Graduate Course Description

350:641 - George Eliot

Course No: 350:641
Index # 15001
Distribution Requirement: A4
Time: Monday - 12:10 p.m.
Location: MU 207

George Eliot

Nancy Yousef

This course will center on a close and attentive reading of all the principal novels of George Eliot, along with some of her shorter fiction, and essays. Such an immersion will allow us to address consistency and variation in conceptual and formal concerns across her career, and the evolution of her distinctive novelistic idiom. Central issues explored in the fiction include the complex dynamics of agency, contingency, and material circumstance, the tensions between spiritual striving and worldly ambition, the disruption of integrated selfhood, the convergences and divergences of science and art. We will grapple with the extraordinary engagement with disparate intellectual fields in her writing (art history, philology, biology, physics, economics, religion), and give special attention to the role of philosophical psychology in her work.

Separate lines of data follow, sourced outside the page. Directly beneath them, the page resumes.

//! 외부 데이터 소스.
//!
//! - [`HttpRatingSource`]: 커서 기반 애널리스트 레이팅 피드
//! - [`YahooChartScraper`]: Yahoo 차트 API 일봉 스크래퍼 (429 재시도)

pub mod rating_feed;
pub mod yahoo_chart;

use async_trait::async_trait;
use chrono::{DateTime, Utc};
use insight_core::{NewRatingEvent, PriceBar};

use crate::error::Result;

pub use rating_feed::HttpRatingSource;
pub use yahoo_chart::{ScraperConfig, YahooChartScraper, DEFAULT_USER_AGENTS};

/// 레이팅 피드 한 페이지.
#[derive(Debug, Clone, Default)]
pub struct RatingPage {
    pub events: Vec<NewRatingEvent>,
    /// 다음 페이지 커서 (`None`이면 스트림 끝)
    pub next_cursor: Option<String>,
}

/// 커서 기반 레이팅 소스.
#[async_trait]
pub trait RatingSource: Send + Sync {
    /// 한 페이지를 가져옵니다. `cursor`가 `None`이면 처음부터 시작합니다.
    async fn fetch_page(&self, cursor: Option<&str>) -> Result<RatingPage>;
}

/// 일봉 가격 스크래퍼.
#[async_trait]
pub trait PriceScraper: Send + Sync {
    /// `[from, to]` 구간의 일봉을 가져옵니다.
    async fn get_historical_data(
        &self,
        ticker: &str,
        from: DateTime<Utc>,
        to: DateTime<Utc>,
    ) -> Result<Vec<PriceBar>>;
}
//! 에러 타입 정의.

use insight_data::DataError;
use std::fmt;

/// Collector 에러 타입
#[derive(Debug)]
pub enum CollectorError {
    /// 설정 에러
    Config(String),
    /// 데이터 소스/저장소 에러 (레이팅 피드, Yahoo, 업서트 저장소)
    Data(DataError),
}

impl fmt::Display for CollectorError {
    fn fmt(&self, f: &mut fmt::Formatter<'_>) -> fmt::Result {
        match self {
            Self::Config(msg) => write!(f, "Configuration error: {}", msg),
            Self::Data(e) => write!(f, "Data error: {}", e),
        }
    }
}

impl std::error::Error for CollectorError {
    fn source(&self) -> Option<&(dyn std::error::Error + 'static)> {
        match self {
            Self::Data(e) => Some(e),
            Self::Config(_) => None,
        }
    }
}

impl From<DataError> for CollectorError {
    fn from(err: DataError) -> Self {
        Self::Data(err)
    }
}

/// Result 타입 별칭
pub type Result<T> = std::result::Result<T, CollectorError>;
//! 데이터 모듈 오류 타입.

use thiserror::Error;

/// 데이터 관련 오류.
#[derive(Debug, Error)]
pub enum DataError {
    /// 데이터베이스 연결 오류
    #[error("Database connection error: {0}")]
    ConnectionError(String),

    /// 쿼리 실행 오류
    #[error("Database error: {0}")]
    Database(String),

    /// 레코드를 찾을 수 없음
    #[error("Record not found: {0}")]
    NotFound(String),

    /// 중복 레코드 (고유 제약 조건 위반)
    #[error("Duplicate record: {0}")]
    DuplicateError(String),

    /// 데이터 삽입 오류 (CHECK 제약 등)
    #[error("Insert error: {0}")]
    Insert(String),

    /// 연결 풀 소진
    #[error("Connection pool exhausted")]
    PoolExhausted,

    /// 네트워크/전송 오류
    #[error("Network error: {0}")]
    Network(String),

    /// 2xx가 아닌 HTTP 응답
    #[error("HTTP {status}: {body}")]
    HttpStatus { status: u16, body: String },

    /// 재시도 한도까지 429를 받음
    #[error("Rate limited after {attempts} attempts: {target}")]
    RateLimited { target: String, attempts: u32 },

    /// 응답 본문 디코딩 실패
    #[error("Decode error: {0}")]
    Decode(String),

    /// 응답은 정상이지만 유효한 데이터가 없음
    #[error("No data: {0}")]
    NoData(String),

    /// 잘못된 입력 값
    #[error("Invalid input: {0}")]
    InvalidInput(String),

    /// 설정 오류
    #[error("Configuration error: {0}")]
    ConfigError(String),
}

impl DataError {
    /// 같은 요청을 다시 시도하면 성공할 수 있는 오류인지 확인합니다.
    pub fn is_retryable(&self) -> bool {
        match self {
            DataError::ConnectionError(_)
            | DataError::PoolExhausted
            | DataError::Network(_)
            | DataError::RateLimited { .. } => true,
            DataError::HttpStatus { status, .. } => *status == 429 || *status >= 500,
            _ => false,
        }
    }
}

impl From<sqlx::Error> for DataError {
    fn from(err: sqlx::Error) -> Self {
        match err {
            sqlx::Error::RowNotFound => DataError::NotFound("Row not found".to_string()),
            sqlx::Error::PoolTimedOut => DataError::PoolExhausted,
            sqlx::Error::Io(io_err) => DataError::ConnectionError(io_err.to_string()),
            sqlx::Error::Database(db_err) => {
                let code = db_err.code().unwrap_or_default();
                match &*code {
                    // PostgreSQL 고유 제약 조건 위반
                    "23505" => DataError::DuplicateError(db_err.message().to_string()),
                    // CHECK / NOT NULL 위반
                    "23514" | "23502" => DataError::Insert(db_err.message().to_string()),
                    _ => DataError::Database(db_err.message().to_string()),
                }
            }
            _ => DataError::Database(err.to_string()),
        }
    }
}

impl From<reqwest::Error> for DataError {
    fn from(err: reqwest::Error) -> Self {
        if err.is_decode() {
            DataError::Decode(err.to_string())
        } else if let Some(status) = err.status() {
            DataError::HttpStatus {
                status: status.as_u16(),
                body: err.to_string(),
            }
        } else {
            DataError::Network(err.to_string())
        }
    }
}

impl From<serde_json::Error> for DataError {
    fn from(err: serde_json::Error) -> Self {
        DataError::Decode(err.to_string())
    }
}

pub type Result<T> = std::result::Result<T, DataError>;
//! 환경변수 기반 설정 모듈.

use crate::error::CollectorError;
use crate::Result;
use insight_data::{DatabaseConfig, ScraperConfig, DEFAULT_CHART_BASE_URL, DEFAULT_USER_AGENTS};
use secrecy::SecretString;
use std::time::Duration;

/// Collector 전체 설정
#[derive(Debug, Clone)]
pub struct CollectorConfig {
    /// 데이터베이스 URL
    pub database_url: String,
    /// 풀의 최대 연결 수
    pub database_max_connections: u32,
    /// 풀 연결 획득 타임아웃 (초)
    pub database_connect_timeout_secs: u64,
    /// 레이팅 동기화 설정
    pub rating_sync: RatingSyncConfig,
    /// 가격 갱신 설정
    pub price_refresh: PriceRefreshConfig,
    /// 차트 스크래퍼 설정
    pub scraper: ScraperSettings,
    /// HTTP 요청 타임아웃 (초)
    pub http_timeout_secs: u64,
}

/// 레이팅 동기화 설정
#[derive(Debug, Clone)]
pub struct RatingSyncConfig {
    /// 레이팅 피드 주소 (sync-ratings 실행 시 필수)
    pub endpoint: Option<String>,
    /// Bearer 토큰 (sync-ratings 실행 시 필수)
    pub token: Option<SecretString>,
    /// 실행 환경 (`dev`이면 페이지 사이에 대기)
    pub environment: String,
    /// dev 환경의 페이지 간 딜레이 (밀리초)
    pub page_delay_ms: u64,
}

/// 가격 갱신 설정
#[derive(Debug, Clone)]
pub struct PriceRefreshConfig {
    /// 티커 간 딜레이 (밀리초)
    pub throttle_ms: u64,
}

/// 차트 스크래퍼 설정
#[derive(Debug, Clone)]
pub struct ScraperSettings {
    /// 차트 API 주소
    pub base_url: String,
    /// User-Agent 후보
    pub user_agents: Vec<String>,
    /// 429 재시도 횟수
    pub max_retries: u32,
    /// 첫 백오프 (밀리초)
    pub initial_backoff_ms: u64,
}

impl CollectorConfig {
    /// 환경변수에서 설정 로드
    pub fn from_env() -> Result<Self> {
        dotenvy::dotenv().ok();

        let database_url = std::env::var("DATABASE_URL").map_err(|_| {
            CollectorError::Config("DATABASE_URL 환경변수가 설정되지 않았습니다".to_string())
        })?;

        Ok(Self {
            database_url,
            database_max_connections: env_var_parse("DATABASE_MAX_CONNECTIONS", 5),
            database_connect_timeout_secs: env_var_parse("DATABASE_CONNECT_TIMEOUT_SECS", 30),
            rating_sync: RatingSyncConfig {
                endpoint: env_var_opt("RATING_API_ENDPOINT"),
                token: env_var_opt("RATING_API_TOKEN").map(|t| SecretString::new(t.into())),
                environment: std::env::var("ENVIRONMENT").unwrap_or_default(),
                page_delay_ms: env_var_parse("RATING_PAGE_DELAY_MS", 500),
            },
            price_refresh: PriceRefreshConfig {
                throttle_ms: env_var_parse("THROTTLE_MS", 500),
            },
            scraper: ScraperSettings {
                base_url: env_var_opt("CHART_BASE_URL")
                    .unwrap_or_else(|| DEFAULT_CHART_BASE_URL.to_string()),
                user_agents: env_var_opt("SCRAPER_USER_AGENTS")
                    .map(|v| parse_list(&v))
                    .filter(|list| !list.is_empty())
                    .unwrap_or_else(|| DEFAULT_USER_AGENTS.iter().map(|s| s.to_string()).collect()),
                max_retries: env_var_parse("SCRAPER_MAX_RETRIES", 3),
                initial_backoff_ms: env_var_parse("SCRAPER_INITIAL_BACKOFF_MS", 1000),
            },
            http_timeout_secs: env_var_parse("HTTP_TIMEOUT_SECS", 30),
        })
    }

    /// 데이터베이스 연결 설정
    pub fn database(&self) -> DatabaseConfig {
        DatabaseConfig {
            url: self.database_url.clone(),
            max_connections: self.database_max_connections,
            connect_timeout_secs: self.database_connect_timeout_secs,
        }
    }

    /// HTTP 요청 타임아웃을 Duration으로 반환
    pub fn http_timeout(&self) -> Duration {
        Duration::from_secs(self.http_timeout_secs)
    }

    /// 스크래퍼 설정으로 변환
    pub fn scraper_config(&self) -> ScraperConfig {
        ScraperConfig {
            base_url: self.scraper.base_url.clone(),
            user_agents: self.scraper.user_agents.clone(),
            max_retries: self.scraper.max_retries,
            initial_backoff: Duration::from_millis(self.scraper.initial_backoff_ms),
            timeout: self.http_timeout(),
            ..Default::default()
        }
    }
}

impl RatingSyncConfig {
    /// 피드 주소와 토큰 (둘 중 하나라도 없으면 설정 오류)
    pub fn credentials(&self) -> Result<(String, SecretString)> {
        let endpoint = self.endpoint.clone().ok_or_else(|| {
            CollectorError::Config("RATING_API_ENDPOINT 환경변수가 설정되지 않았습니다".to_string())
        })?;
        let token = self.token.clone().ok_or_else(|| {
            CollectorError::Config("RATING_API_TOKEN 환경변수가 설정되지 않았습니다".to_string())
        })?;
        Ok((endpoint, token))
    }

    /// 페이지 간 딜레이 (dev 환경에서만)
    pub fn page_delay(&self) -> Option<Duration> {
        (self.environment == "dev").then(|| Duration::from_millis(self.page_delay_ms))
    }
}

impl PriceRefreshConfig {
    /// 티커 간 딜레이를 Duration으로 반환
    pub fn throttle(&self) -> Duration {
        Duration::from_millis(self.throttle_ms)
    }
}

/// 환경변수에서 값을 파싱 (실패 시 기본값 사용)
fn env_var_parse<T: std::str::FromStr>(key: &str, default: T) -> T {
    std::env::var(key)
        .ok()
        .and_then(|v| v.parse().ok())
        .unwrap_or(default)
}

/// 비어 있지 않은 환경변수 값
fn env_var_opt(key: &str) -> Option<String> {
    std::env::var(key).ok().filter(|v| !v.trim().is_empty())
}

/// 쉼표로 구분된 목록
fn parse_list(value: &str) -> Vec<String> {
    value
        .split(',')
        .map(|s| s.trim().to_string())
        .filter(|s| !s.is_empty())
        .collect()
}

The ethical implications of Eliot's realism (especially the challenges of attention, sympathy, and recognition) feature in contemporary approaches to aesthetics, affect, and attunement in literary studies. Reading of Eliot will be supplemented by important recent critical work on nineteenth century fiction and culture, (eg. Amanda Anderson, Pearl Brilmyer, Rae Greiner, David Kurnick, and Andrew Miller).